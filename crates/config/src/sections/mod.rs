// Copyright 2025 New Vector Ltd.
//
// SPDX-License-Identifier: AGPL-3.0-only OR LicenseRef-Element-Commercial
// Please see LICENSE files in the repository root for full details.

use schemars::JsonSchema;
use serde::{Deserialize, Serialize};

mod account_validity;
mod database;
mod email;
mod http;
mod telemetry;
mod templates;

pub use self::{
    account_validity::AccountValidityConfig,
    database::DatabaseConfig,
    email::{EmailConfig, EmailSmtpMode, EmailTransportKind},
    http::HttpConfig,
    telemetry::{ExporterKind, MetricsConfig, SentryConfig, TelemetryConfig, TracingConfig},
    templates::TemplatesConfig,
};
use crate::util::ConfigurationSection;

type BoxError = Box<dyn std::error::Error + Send + Sync + 'static>;

/// The whole configuration file
///
/// Only `config dump`, `config check` and the schema generator load all of
/// it. The other commands extract [`AppConfig`] or a single section.
#[derive(Debug, Default, Serialize, Deserialize, JsonSchema)]
pub struct RootConfig {
    /// Public URL of the homeserver
    #[serde(default)]
    pub http: HttpConfig,

    /// PostgreSQL connection
    #[serde(default)]
    pub database: DatabaseConfig,

    /// Traces, metrics and error reporting
    #[serde(default, skip_serializing_if = "TelemetryConfig::is_default")]
    pub telemetry: TelemetryConfig,

    /// Email templates location
    #[serde(default, skip_serializing_if = "TemplatesConfig::is_default")]
    pub templates: TemplatesConfig,

    /// Outgoing email
    #[serde(default)]
    pub email: EmailConfig,

    /// Expiration and renewal of accounts
    #[serde(default)]
    pub account_validity: AccountValidityConfig,
}

impl ConfigurationSection for RootConfig {
    fn validate(&self, figment: &figment::Figment) -> Result<(), BoxError> {
        self.telemetry.validate(figment)?;
        AppConfig::validate_sections(
            figment,
            &self.http,
            &self.database,
            &self.templates,
            &self.email,
            &self.account_validity,
        )
    }
}

impl RootConfig {
    /// A starting configuration, with account validity switched on
    #[must_use]
    pub fn generate() -> Self {
        let mut config = Self::default();
        config.account_validity.enabled = true;
        config
    }
}

/// The sections needed to scan and renew accounts
#[allow(missing_docs)]
#[derive(Debug, Deserialize)]
pub struct AppConfig {
    #[serde(default)]
    pub http: HttpConfig,

    #[serde(default)]
    pub database: DatabaseConfig,

    #[serde(default)]
    pub templates: TemplatesConfig,

    #[serde(default)]
    pub email: EmailConfig,

    #[serde(default)]
    pub account_validity: AccountValidityConfig,
}

impl AppConfig {
    fn validate_sections(
        figment: &figment::Figment,
        http: &HttpConfig,
        database: &DatabaseConfig,
        templates: &TemplatesConfig,
        email: &EmailConfig,
        account_validity: &AccountValidityConfig,
    ) -> Result<(), BoxError> {
        http.validate(figment)?;
        database.validate(figment)?;
        templates.validate(figment)?;
        email.validate(figment)?;
        account_validity.validate(figment)
    }
}

impl ConfigurationSection for AppConfig {
    fn validate(&self, figment: &figment::Figment) -> Result<(), BoxError> {
        Self::validate_sections(
            figment,
            &self.http,
            &self.database,
            &self.templates,
            &self.email,
            &self.account_validity,
        )
    }
}

#[cfg(test)]
mod tests {
    use figment::{
        Figment, Jail,
        providers::{Env, Format, Serialized, Yaml},
    };

    use super::*;

    #[test]
    fn generated_config_is_valid() {
        Jail::expect_with(|_jail| {
            let config = RootConfig::generate();
            let figment = Figment::new().merge(Serialized::defaults(&config));
            let config = RootConfig::extract(&figment).unwrap();
            assert!(config.account_validity.enabled);

            Ok(())
        });
    }

    #[test]
    fn env_overrides_file() {
        Jail::expect_with(|jail| {
            jail.create_file(
                "config.yaml",
                r"
                    http:
                      public_base: https://matrix.example.com/
                    account_validity:
                      enabled: true
                      scan_interval: 3600
                ",
            )?;
            jail.set_env("AVS_ACCOUNT_VALIDITY__SCAN_INTERVAL", "60");

            let figment = Figment::new()
                .merge(Yaml::file("config.yaml"))
                .merge(Env::prefixed("AVS_").split("__"));
            let config = AppConfig::extract(&figment).unwrap();

            assert!(config.account_validity.enabled);
            assert_eq!(
                config.account_validity.scan_interval,
                std::time::Duration::from_secs(60)
            );
            assert_eq!(
                config.http.public_base.as_str(),
                "https://matrix.example.com/"
            );

            Ok(())
        });
    }
}
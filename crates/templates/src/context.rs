// Copyright 2025 New Vector Ltd.
//
// SPDX-License-Identifier: AGPL-3.0-only OR LicenseRef-Element-Commercial
// Please see LICENSE files in the repository root for full details.

//! Contexts used in templates

use avs_data_model::{AccountValidity, RenewalToken, User};
use avs_router::UrlBuilder;
use chrono::{DateTime, Duration, Utc};
use rand::Rng;
use serde::Serialize;
use url::Url;

/// Context passed to any template
pub trait TemplateContext: Serialize {
    /// Generate sample values for this context type
    ///
    /// This is then used to check for template validity in unit tests and in
    /// the CLI (`avs-cli templates check`)
    fn sample(now: DateTime<Utc>, rng: &mut impl Rng, url_builder: &UrlBuilder) -> Vec<Self>
    where
        Self: Sized;
}

/// Context used by the `emails/renewal.{txt,html}` templates
#[derive(Serialize, Debug, Clone, PartialEq, Eq)]
pub struct RenewalEmailContext {
    display_name: String,
    expiration_ts: i64,
    url: Url,
}

impl RenewalEmailContext {
    /// Constructs a context for the renewal email
    #[must_use]
    pub fn new(display_name: String, validity: &AccountValidity, url: Url) -> Self {
        Self {
            display_name,
            expiration_ts: validity.expiration_ts(),
            url,
        }
    }
}

impl TemplateContext for RenewalEmailContext {
    fn sample(now: DateTime<Utc>, rng: &mut impl Rng, url_builder: &UrlBuilder) -> Vec<Self>
    where
        Self: Sized,
    {
        User::samples(now, rng)
            .into_iter()
            .map(|user| {
                let validity = AccountValidity {
                    user_id: user.id,
                    expires_at: now + Duration::days(7),
                    email_sent: false,
                };
                let token = RenewalToken::generate(rng);
                let url = url_builder.account_validity_renew(token);
                Self::new(user.username, &validity, url)
            })
            .collect()
    }
}
// Copyright 2025 New Vector Ltd.
//
// SPDX-License-Identifier: AGPL-3.0-only OR LicenseRef-Element-Commercial
// Please see LICENSE files in the repository root for full details.

//! Utility to build URLs

use url::Url;

use crate::{Route, endpoints};

/// Helps building absolute URLs from the public base of the homeserver
#[derive(Clone, Debug, PartialEq, Eq)]
pub struct UrlBuilder {
    http_base: Url,
}

impl UrlBuilder {
    /// Create a new [`UrlBuilder`] from a base URL
    ///
    /// A trailing slash is added to the base path if it is missing, so that
    /// routes are resolved under it.
    #[must_use]
    pub fn new(mut base: Url) -> Self {
        if !base.path().ends_with('/') {
            let path = format!("{}/", base.path());
            base.set_path(&path);
        }

        Self { http_base: base }
    }

    /// The base URL every link is built from
    #[must_use]
    pub fn http_base(&self) -> &Url {
        &self.http_base
    }

    /// Build an absolute URL for a [`Route`]
    #[must_use]
    pub fn absolute_url_for<U>(&self, destination: &U) -> Url
    where
        U: Route,
    {
        destination.absolute_url(&self.http_base)
    }

    /// The link to renew an account with the given token
    #[must_use]
    pub fn account_validity_renew(&self, token: String) -> Url {
        self.absolute_url_for(&endpoints::AccountValidityRenew::new(token))
    }
}
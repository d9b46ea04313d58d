// Copyright 2025 New Vector Ltd.
//
// SPDX-License-Identifier: AGPL-3.0-only OR LicenseRef-Element-Commercial
// Please see LICENSE files in the repository root for full details.

//! Accounts and addresses, stored in the `users` and `user_emails` tables

use async_trait::async_trait;
use avs_data_model::User;
use avs_storage::{Clock, user::UserRepository};
use chrono::{DateTime, Utc};
use rand::RngCore;
use sqlx::PgConnection;
use ulid::Ulid;
use uuid::Uuid;

use crate::{DatabaseError, tracing::ExecuteExt};

mod email;

#[cfg(test)]
mod tests;

pub use self::email::PgUserEmailRepository;

/// [`UserRepository`] over the `users` table
pub struct PgUserRepository<'c> {
    conn: &'c mut PgConnection,
}

impl<'c> PgUserRepository<'c> {
    /// Borrow a connection, usually the transaction of a
    /// [`crate::PgRepository`]
    pub fn new(conn: &'c mut PgConnection) -> Self {
        Self { conn }
    }
}

#[derive(sqlx::FromRow)]
struct UserRow {
    user_id: Uuid,
    username: String,
    created_at: DateTime<Utc>,
}

impl From<UserRow> for User {
    fn from(row: UserRow) -> Self {
        User {
            id: Ulid::from(row.user_id),
            username: row.username,
            created_at: row.created_at,
        }
    }
}

#[async_trait]
impl UserRepository for PgUserRepository<'_> {
    type Error = DatabaseError;

    #[tracing::instrument(
        name = "db.user.lookup",
        skip_all,
        fields(db.query.text, user.id = %id),
        err,
    )]
    async fn lookup(&mut self, id: Ulid) -> Result<Option<User>, Self::Error> {
        let row: Option<UserRow> = sqlx::query_as(
            r"
                SELECT user_id, username, created_at
                FROM users
                WHERE user_id = $1
            ",
        )
        .bind(Uuid::from(id))
        .traced()
        .fetch_optional(&mut *self.conn)
        .await?;

        Ok(row.map(Into::into))
    }

    #[tracing::instrument(
        name = "db.user.find_by_username",
        skip_all,
        fields(db.query.text, user.username = username),
        err,
    )]
    async fn find_by_username(&mut self, username: &str) -> Result<Option<User>, Self::Error> {
        let row: Option<UserRow> = sqlx::query_as(
            r"
                SELECT user_id, username, created_at
                FROM users
                WHERE username = $1
            ",
        )
        .bind(username)
        .traced()
        .fetch_optional(&mut *self.conn)
        .await?;

        Ok(row.map(Into::into))
    }

    #[tracing::instrument(
        name = "db.user.add",
        skip_all,
        fields(db.query.text, user.username = username, user.id),
        err,
    )]
    async fn add(
        &mut self,
        rng: &mut (dyn RngCore + Send),
        clock: &dyn Clock,
        username: String,
    ) -> Result<User, Self::Error> {
        let created_at = clock.now();
        let user = User {
            id: Ulid::from_datetime_with_source(created_at.into(), rng),
            username,
            created_at,
        };
        tracing::Span::current().record("user.id", tracing::field::display(user.id));

        // A taken username is reported as an error without aborting the
        // transaction
        let res = sqlx::query(
            r"
                INSERT INTO users (user_id, username, created_at)
                VALUES ($1, $2, $3)
                ON CONFLICT (username) DO NOTHING
            ",
        )
        .bind(Uuid::from(user.id))
        .bind(&user.username)
        .bind(user.created_at)
        .traced()
        .execute(&mut *self.conn)
        .await?;
        DatabaseError::ensure_affected_rows(&res, 1)?;

        Ok(user)
    }

    #[tracing::instrument(
        name = "db.user.display_name",
        skip_all,
        fields(db.query.text, %user.id),
        err,
    )]
    async fn display_name(&mut self, user: &User) -> Result<Option<String>, Self::Error> {
        // Outer `None` for a missing row, inner one for a NULL column
        let value: Option<Option<String>> =
            sqlx::query_scalar("SELECT display_name FROM users WHERE user_id = $1")
                .bind(Uuid::from(user.id))
                .traced()
                .fetch_optional(&mut *self.conn)
                .await?;

        Ok(value.flatten())
    }

    #[tracing::instrument(
        name = "db.user.set_display_name",
        skip_all,
        fields(db.query.text, %user.id),
        err,
    )]
    async fn set_display_name(
        &mut self,
        user: &User,
        display_name: Option<String>,
    ) -> Result<(), Self::Error> {
        let res = sqlx::query("UPDATE users SET display_name = $2 WHERE user_id = $1")
            .bind(Uuid::from(user.id))
            .bind(display_name)
            .traced()
            .execute(&mut *self.conn)
            .await?;

        DatabaseError::ensure_affected_rows(&res, 1)
    }
}
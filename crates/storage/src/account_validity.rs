// Copyright 2025 New Vector Ltd.
//
// SPDX-License-Identifier: AGPL-3.0-only OR LicenseRef-Element-Commercial
// Please see LICENSE files in the repository root for full details.

//! Repository to interact with the validity state of user accounts and their
//! renewal tokens

use async_trait::async_trait;
use avs_data_model::{AccountValidity, RenewalToken, User};
use chrono::{DateTime, Utc};
use ulid::Ulid;

use crate::{Clock, repository_impl};

/// An [`AccountValidityRepository`] helps interacting with
/// [`AccountValidity`] and [`RenewalToken`] saved in the storage backend
#[async_trait]
pub trait AccountValidityRepository: Send + Sync {
    /// The error type returned by the repository
    type Error;

    /// Lookup the [`AccountValidity`] of a user
    ///
    /// Returns `None` if the user has no validity record
    ///
    /// # Errors
    ///
    /// Returns [`Self::Error`] if the underlying repository fails
    async fn lookup(&mut self, user_id: Ulid) -> Result<Option<AccountValidity>, Self::Error>;

    /// Set the expiration date of a [`User`] account, creating the record if
    /// needed
    ///
    /// This also clears the `email_sent` flag, so that a new renewal email
    /// gets sent when the new expiration date approaches.
    ///
    /// # Errors
    ///
    /// Returns [`Self::Error`] if the underlying repository fails
    async fn set_expiration(
        &mut self,
        user: &User,
        expires_at: DateTime<Utc>,
    ) -> Result<AccountValidity, Self::Error>;

    /// List accounts which expire in the `[since, until]` range and which were
    /// not notified yet, ordered by user ID
    ///
    /// # Parameters
    ///
    /// * `since`: The lower bound of the expiration range
    /// * `until`: The upper bound of the expiration range
    /// * `after`: Only return accounts with a user ID strictly greater than
    ///   this one
    /// * `limit`: The maximum number of accounts to return
    ///
    /// # Errors
    ///
    /// Returns [`Self::Error`] if the underlying repository fails
    async fn find_expiring_unnotified(
        &mut self,
        since: DateTime<Utc>,
        until: DateTime<Utc>,
        after: Option<Ulid>,
        limit: usize,
    ) -> Result<Vec<AccountValidity>, Self::Error>;

    /// Set the `email_sent` flag of an [`AccountValidity`]
    ///
    /// The update only happens if the expiration date did not change since
    /// the [`AccountValidity`] was loaded. Returns `None` if the record was
    /// changed in the meantime, for example by a concurrent renewal.
    ///
    /// # Errors
    ///
    /// Returns [`Self::Error`] if the underlying repository fails
    async fn set_email_sent(
        &mut self,
        validity: AccountValidity,
        email_sent: bool,
    ) -> Result<Option<AccountValidity>, Self::Error>;

    /// Store a new [`RenewalToken`] for a [`User`]
    ///
    /// Returns `None` if the token is already in use. On success, any other
    /// token previously issued to this user is invalidated.
    ///
    /// # Errors
    ///
    /// Returns [`Self::Error`] if the underlying repository fails
    async fn add_renewal_token(
        &mut self,
        clock: &dyn Clock,
        user: &User,
        token: String,
    ) -> Result<Option<RenewalToken>, Self::Error>;

    /// Find a [`RenewalToken`] by its value
    ///
    /// Returns `None` if no such token exists. The token stays locked until
    /// the end of the transaction, so that two renewals with the same token
    /// are serialized.
    ///
    /// # Errors
    ///
    /// Returns [`Self::Error`] if the underlying repository fails
    async fn find_renewal_token(&mut self, token: &str)
    -> Result<Option<RenewalToken>, Self::Error>;

    /// Mark a [`RenewalToken`] as consumed
    ///
    /// # Errors
    ///
    /// Returns [`Self::Error`] if the underlying repository fails, or if the
    /// token was already consumed
    async fn consume_renewal_token(
        &mut self,
        clock: &dyn Clock,
        token: RenewalToken,
    ) -> Result<RenewalToken, Self::Error>;
}

repository_impl!(AccountValidityRepository:
    async fn lookup(&mut self, user_id: Ulid) -> Result<Option<AccountValidity>, Self::Error>;
    async fn set_expiration(
        &mut self,
        user: &User,
        expires_at: DateTime<Utc>,
    ) -> Result<AccountValidity, Self::Error>;
    async fn find_expiring_unnotified(
        &mut self,
        since: DateTime<Utc>,
        until: DateTime<Utc>,
        after: Option<Ulid>,
        limit: usize,
    ) -> Result<Vec<AccountValidity>, Self::Error>;
    async fn set_email_sent(
        &mut self,
        validity: AccountValidity,
        email_sent: bool,
    ) -> Result<Option<AccountValidity>, Self::Error>;
    async fn add_renewal_token(
        &mut self,
        clock: &dyn Clock,
        user: &User,
        token: String,
    ) -> Result<Option<RenewalToken>, Self::Error>;
    async fn find_renewal_token(&mut self, token: &str)
    -> Result<Option<RenewalToken>, Self::Error>;
    async fn consume_renewal_token(
        &mut self,
        clock: &dyn Clock,
        token: RenewalToken,
    ) -> Result<RenewalToken, Self::Error>;
);
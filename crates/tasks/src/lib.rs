// Copyright 2025 New Vector Ltd.
//
// SPDX-License-Identifier: AGPL-3.0-only OR LicenseRef-Element-Commercial
// Please see LICENSE files in the repository root for full details.

//! Background work around account validity: finding the accounts which are
//! about to expire, sending them a renewal email, and redeeming the renewal
//! tokens sent in those emails.

use std::sync::{Arc, LazyLock};

use avs_data_model::AccountValidityPolicy;
use avs_email::Mailer;
use avs_router::UrlBuilder;
use avs_storage::{BoxRepository, BoxRepositoryFactory, Clock, RepositoryError, RepositoryFactory};
use opentelemetry::metrics::Meter;
use rand::SeedableRng;
use tokio_util::{sync::CancellationToken, task::TaskTracker};

mod email;
mod renewal;
mod scanner;
mod token;

pub use self::{
    email::{DispatchError, DispatchOutcome, dispatch_renewal_email},
    renewal::{RenewalError, renew_account},
    scanner::{ExpiryScanner, ScanReport},
    token::{MAX_TOKEN_GENERATION_ATTEMPTS, TokenIssuerError, issue_renewal_token},
};

static METER: LazyLock<Meter> = LazyLock::new(|| {
    let scope = opentelemetry::InstrumentationScope::builder(env!("CARGO_PKG_NAME"))
        .with_version(env!("CARGO_PKG_VERSION"))
        .with_schema_url(opentelemetry_semantic_conventions::SCHEMA_URL)
        .build();

    opentelemetry::global::meter_with_scope(scope)
});

#[derive(Clone)]
struct State {
    repository_factory: Arc<dyn RepositoryFactory + Send + Sync>,
    mailer: Mailer,
    clock: Arc<dyn Clock + Send>,
    url_builder: UrlBuilder,
    policy: AccountValidityPolicy,
}

impl State {
    pub fn new(
        repository_factory: BoxRepositoryFactory,
        clock: impl Clock + Send + 'static,
        mailer: Mailer,
        url_builder: UrlBuilder,
        policy: AccountValidityPolicy,
    ) -> Self {
        Self {
            repository_factory: Arc::from(repository_factory),
            mailer,
            clock: Arc::new(clock),
            url_builder,
            policy,
        }
    }

    pub fn clock(&self) -> &dyn Clock {
        &self.clock
    }

    pub fn mailer(&self) -> &Mailer {
        &self.mailer
    }

    // This is fine for now, we may move that to a trait at some point.
    #[allow(clippy::unused_self)]
    pub fn rng(&self) -> rand_chacha::ChaChaRng {
        rand_chacha::ChaChaRng::from_entropy()
    }

    pub async fn repository(&self) -> Result<BoxRepository, RepositoryError> {
        self.repository_factory.create().await
    }

    pub fn url_builder(&self) -> &UrlBuilder {
        &self.url_builder
    }

    pub fn policy(&self) -> &AccountValidityPolicy {
        &self.policy
    }
}

/// Initialise the expiry scanner, without running it.
///
/// This is mostly useful for tests, and to run a single scan with
/// [`ExpiryScanner::run_once`].
#[must_use]
pub fn init(
    repository_factory: BoxRepositoryFactory,
    clock: impl Clock + Send + 'static,
    mailer: &Mailer,
    url_builder: UrlBuilder,
    policy: &AccountValidityPolicy,
    cancellation_token: CancellationToken,
) -> ExpiryScanner {
    let state = State::new(
        repository_factory,
        clock,
        mailer.clone(),
        url_builder,
        policy.clone(),
    );

    ExpiryScanner::new(state, cancellation_token)
}

/// Initialise the expiry scanner and run it in the background, until the
/// cancellation token is cancelled.
pub fn init_and_run(
    repository_factory: BoxRepositoryFactory,
    clock: impl Clock + Send + 'static,
    mailer: &Mailer,
    url_builder: UrlBuilder,
    policy: &AccountValidityPolicy,
    cancellation_token: CancellationToken,
    task_tracker: &TaskTracker,
) {
    let scanner = init(
        repository_factory,
        clock,
        mailer,
        url_builder,
        policy,
        cancellation_token,
    );

    task_tracker.spawn(scanner.run());
}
+===+
YOUR TASK
Whenever the word "since" turns up in a line of the listing above, copy the line.

SOLUTION FOR THIS EXERCISE
    /// List accounts which expire in the `[since, until]` range and which were
    /// * `since`: The lower bound of the expiration range
        since: DateTime<Utc>,
    /// The update only happens if the expiration date did not change since
        since: DateTime<Utc>,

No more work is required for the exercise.